[What you have to do]:
Copy, in full, each line of the material that holds the word "cannot".

[Provided records]:
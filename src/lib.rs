//! # propshim - ES5 property descriptors for hosts that lack them
//!
//! An emulation layer that gives a host object model the ES5 object
//! reflection API: property descriptors, `defineProperty`/`defineProperties`,
//! `Object.create`, and the sealed/frozen/non-extensible states. Attributes
//! the host cannot store are kept in side tables keyed by object identity.
//!
//! ## Quick Start
//!
//! ```
//! use propshim::ds::object::new_object;
//! use propshim::ds::object_property::PropertyDescriptorSetter;
//! use propshim::ds::value::JsValue;
//! use propshim::shim::ObjectRegistry;
//!
//! let mut registry = ObjectRegistry::default();
//! let point = JsValue::Object(new_object());
//!
//! registry
//!     .define_property(&point, "x", PropertyDescriptorSetter::data(JsValue::int(1)))
//!     .unwrap();
//!
//! let desc = registry.get_descriptor(&point, "x").unwrap().unwrap();
//! assert!(!desc.is_writable());
//! assert!(!registry.delete_property(&point, "x").unwrap());
//! ```
//!
//! ### Through the `Object` surface
//!
//! ```
//! use propshim::ds::function_object::call_function;
//! use propshim::ds::object::new_object;
//! use propshim::ds::value::JsValue;
//! use propshim::shim::ObjectRegistry;
//! use propshim::std_lib::install_object;
//!
//! let mut registry = ObjectRegistry::default();
//! let object = JsValue::Object(install_object(&mut registry).unwrap());
//! let freeze = registry.get(&object, "freeze").unwrap();
//! let target = JsValue::Object(new_object());
//!
//! call_function(
//!     &mut registry,
//!     freeze.as_object().unwrap(),
//!     object.clone(),
//!     vec![target.clone()],
//! )
//! .unwrap();
//! assert!(registry.is_frozen(&target).unwrap());
//! ```
//!
//! ## Host capabilities
//!
//! [`shim::HostConfig`] describes what the host can do natively. Without
//! accessor hooks, getter/setter definitions fail with
//! [`ds::error::ShimError::UnsupportedFeature`]; without prototype hooks,
//! `create_with_prototype` records the link in a side table and
//! `prototype_of` reads it back.
//!
//! ## Architecture
//!
//! - **[`ds`]** - Values, host objects and descriptor records
//! - **[`shim`]** - Identity registry, side tables and the descriptor-aware
//!   operations of [`shim::ObjectRegistry`]
//! - **[`std_lib`]** - The `Object` built-in over a registry

#[macro_use]
extern crate lazy_static;

pub mod ds;
pub mod shim;
pub mod std_lib;
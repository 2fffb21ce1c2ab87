use thiserror::Error;

/// Errors raised synchronously by the shim operations.
///
/// Declining to delete a non-configurable property is not an error; those
/// operations return `Ok(false)` instead.
#[derive(Debug, Clone, PartialEq, Eq, Error)]
pub enum ShimError {
    /// An object (ordinary, function or array) was required.
    #[error("invalid argument: {0}")]
    InvalidArgument(String),

    /// A descriptor mixes accessor and data attributes.
    #[error("conflicting descriptor: {0}")]
    ConflictingDescriptor(String),

    /// The host has no hook to install getters or setters.
    #[error("unsupported feature: {0}")]
    UnsupportedFeature(String),

    /// A new property was added to a sealed or non-extensible object.
    #[error("cannot add property '{0}', object is not extensible")]
    NotExtensible(String),

    /// The attributes of an existing property forbid the requested change.
    #[error("cannot redefine property: {0}")]
    Redefinition(String),

    /// The per-thread default registry is already borrowed further up the
    /// stack.
    #[error("default registry is already in use")]
    RegistryInUse,
}

impl ShimError {
    pub(crate) fn not_an_object(op: &str) -> Self {
        ShimError::InvalidArgument(format!("{} called on non-object", op))
    }
}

[Written answer]:
//! the host cannot store are kept in side tables keyed by object identity.
    #[error("cannot add property '{0}', object is not extensible")]
    #[error("cannot redefine property: {0}")]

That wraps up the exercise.